Er, and then there's this.

http://society.guardian.co.uk/socialcare/news/0,,1781360,00.html

Oh Shahbaz.

I like BB this year.

That footballer's wife wannabe girl is a real cutie and speaks like a cross between my friend Jemma and Michael "Phantom of the Opera" Crawford in Some Mother's Do 'Ave 'Em.

And what's not to like about well-endowed Tourette's sufferers such as Brighton's own Pete?

And last night after the whole house spurned the annoying Shahzan (the "Pakie Pouf"), he snuck into the kitchen while everyone slept and stole all the food, muttering typical villain threats for the cameras: "I'll make them fucking talk to me. Let's see how they think now. Oh, the satisfaction!" Straight panto.

22 May 2006

Speaking of Huevos


Rancheros deluxe.

Eggman


Though I'm eating mine scrambled in the microwave these days.

18 May 2006

Brighton Festival Rundown

If I were a more diligent and anal person, I would have written a review for each of the Brighton Festival events that, together, have kept me out nearly most nights over the last two weeks. Instead, I'll just list the things I can remember seeing, and you can ask me if you want a review or recommendation. Seth, does this count as a step in the right direction towards anti-ephemerism? Probably not.

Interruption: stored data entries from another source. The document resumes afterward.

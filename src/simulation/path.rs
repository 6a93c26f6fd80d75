use crate::workflow::NodeId;
use serde::{Deserialize, Serialize};

/// One timed visit in a simulation path.
#[derive(Debug, Clone, PartialEq, Eq, Serialize, Deserialize)]
#[serde(rename_all = "camelCase")]
pub struct SimulationStep {
    pub node_id: NodeId,
    #[serde(rename = "delay")]
    pub delay_ms: u64,
}

impl SimulationStep {
    pub fn new(node_id: impl Into<NodeId>, delay_ms: u64) -> Self {
        Self {
            node_id: node_id.into(),
            delay_ms,
        }
    }
}

/// Why a walk stopped.
#[derive(Debug, Clone, PartialEq, Eq, Serialize, Deserialize)]
#[serde(tag = "status", rename_all = "camelCase")]
pub enum SimulationOutcome {
    /// The walk reached a node with no outgoing edges.
    Completed,
    /// The step bound was hit and the walk had revisited `node_id` (its first repeat).
    CycleDetected {
        #[serde(rename = "nodeId")]
        node_id: NodeId,
    },
    /// The step bound was hit on a path that never revisited a node.
    Truncated,
}

impl SimulationOutcome {
    pub fn is_complete(&self) -> bool {
        matches!(self, SimulationOutcome::Completed)
    }
}

/// The eagerly computed visit order for a test-run visualization.
#[derive(Debug, Clone, PartialEq, Eq, Serialize, Deserialize)]
pub struct SimulationPath {
    pub steps: Vec<SimulationStep>,
    pub outcome: SimulationOutcome,
}

impl SimulationPath {
    pub fn len(&self) -> usize {
        self.steps.len()
    }

    pub fn is_empty(&self) -> bool {
        self.steps.is_empty()
    }

    /// Number of edges followed, one less than the number of visits.
    pub fn transitions(&self) -> usize {
        self.steps.len().saturating_sub(1)
    }

    pub fn node_ids(&self) -> impl Iterator<Item = &str> {
        self.steps.iter().map(|s| s.node_id.as_str())
    }

    /// Each visit paired with the offset, from playback start, at which it ends.
    ///
    /// A player highlights `node_id` until `offset_ms`, then moves on.
    pub fn timeline(&self) -> Vec<(&str, u64)> {
        self.steps
            .iter()
            .scan(0u64, |elapsed, step| {
                *elapsed = elapsed.saturating_add(step.delay_ms);
                Some((step.node_id.as_str(), *elapsed))
            })
            .collect()
    }

    /// Total playback duration.
    pub fn duration_ms(&self) -> u64 {
        self.steps
            .iter()
            .fold(0u64, |total, s| total.saturating_add(s.delay_ms))
    }

    pub fn into_steps(self) -> Vec<SimulationStep> {
        self.steps
    }
}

*Live Soundtrack to Film: local bands play soundtracks to locally-themed films by local filmmakers
*Various open houses: snoopers' paradise
*Lost and Found Orchestra: Stomp boys' 2nd
*Papa Mas: carnival and community groups
*Paradise Lost: Milton schmilton
*Ten Thousand Several Doors: Duchess of Malfi and the mafia. Patron Steven Berkhoff.
*Children's Parade: theme=food, plus "City By the Sea" beach sing-along
*La Clique: Spiegeltent cabaret of strip-magic, acrobatics, music, etc
*The Nose: Shostakovich opera featuring giant renegade nose
*Big Iron: cowboy tales at the Prince Albert "saloon"
*Group F-The Light Players: fireworks and French weirdness in Preston Park. Thank you, VIP list.
*Streets of Brighton: where these novelties were to be seen:























Still to do and see:

*Dr John: tonight
*Howe Gelb and the Handsome Family
*The Haunt: MP3-guided performance walk
*Caligraphy Double: my former student's exhibition of caligraphy art
*SpyMonkey-Cooped: acclaimed theatre
*DBC Pierre: the author
*Park Play (at St. Ann's Wells gardens)
*No Obvious Trauma: surreality at a mental institution?
*Red Sea Social Club at the Spiegeltent
*Walk the Line Americana Music Fest
*Allsorts Open House: mental health art
*Origami Workshop at Embassy Court
*Haunted Hove Walk
*An Evening With Nightingales: nature walk

David Bowie...



... is very disappointed in you.

03 May 2006

Oysters=Poison; Taussig Talk

I'd been all geared up to write a restaurant review or two, since we had couple of interesting meals out recently, one at Casalingo in Preston Street and the other at the newly opened Okini in East Street. Alas, I got food food poisoning at the latter. It was my own fault. I ordered oysters, a lovely dish of them stir-fried "Malaysian" style with bacon. I was aware that oysters and me don't always agree, but I thought this was more to do with uncooked oysters, as I seem to be ok with deep fried ones when I'm home in the US South. Suffice to say, this isn't the case, and I've obviously got some kind of allergy to them. I was violently ill on Monday night; I did wonder if I might possibly be dying, feeling as did that someone had stuck a knife in my guts, severing most of my nerves, but also splitting important internal tubing into little pieces so that lethal toxins were set free into the rest of my body, leaving my in a state of shivering near-paralysis. But it passed. Given my still-slightly-queaesy state, though, the food reviews will have to wait.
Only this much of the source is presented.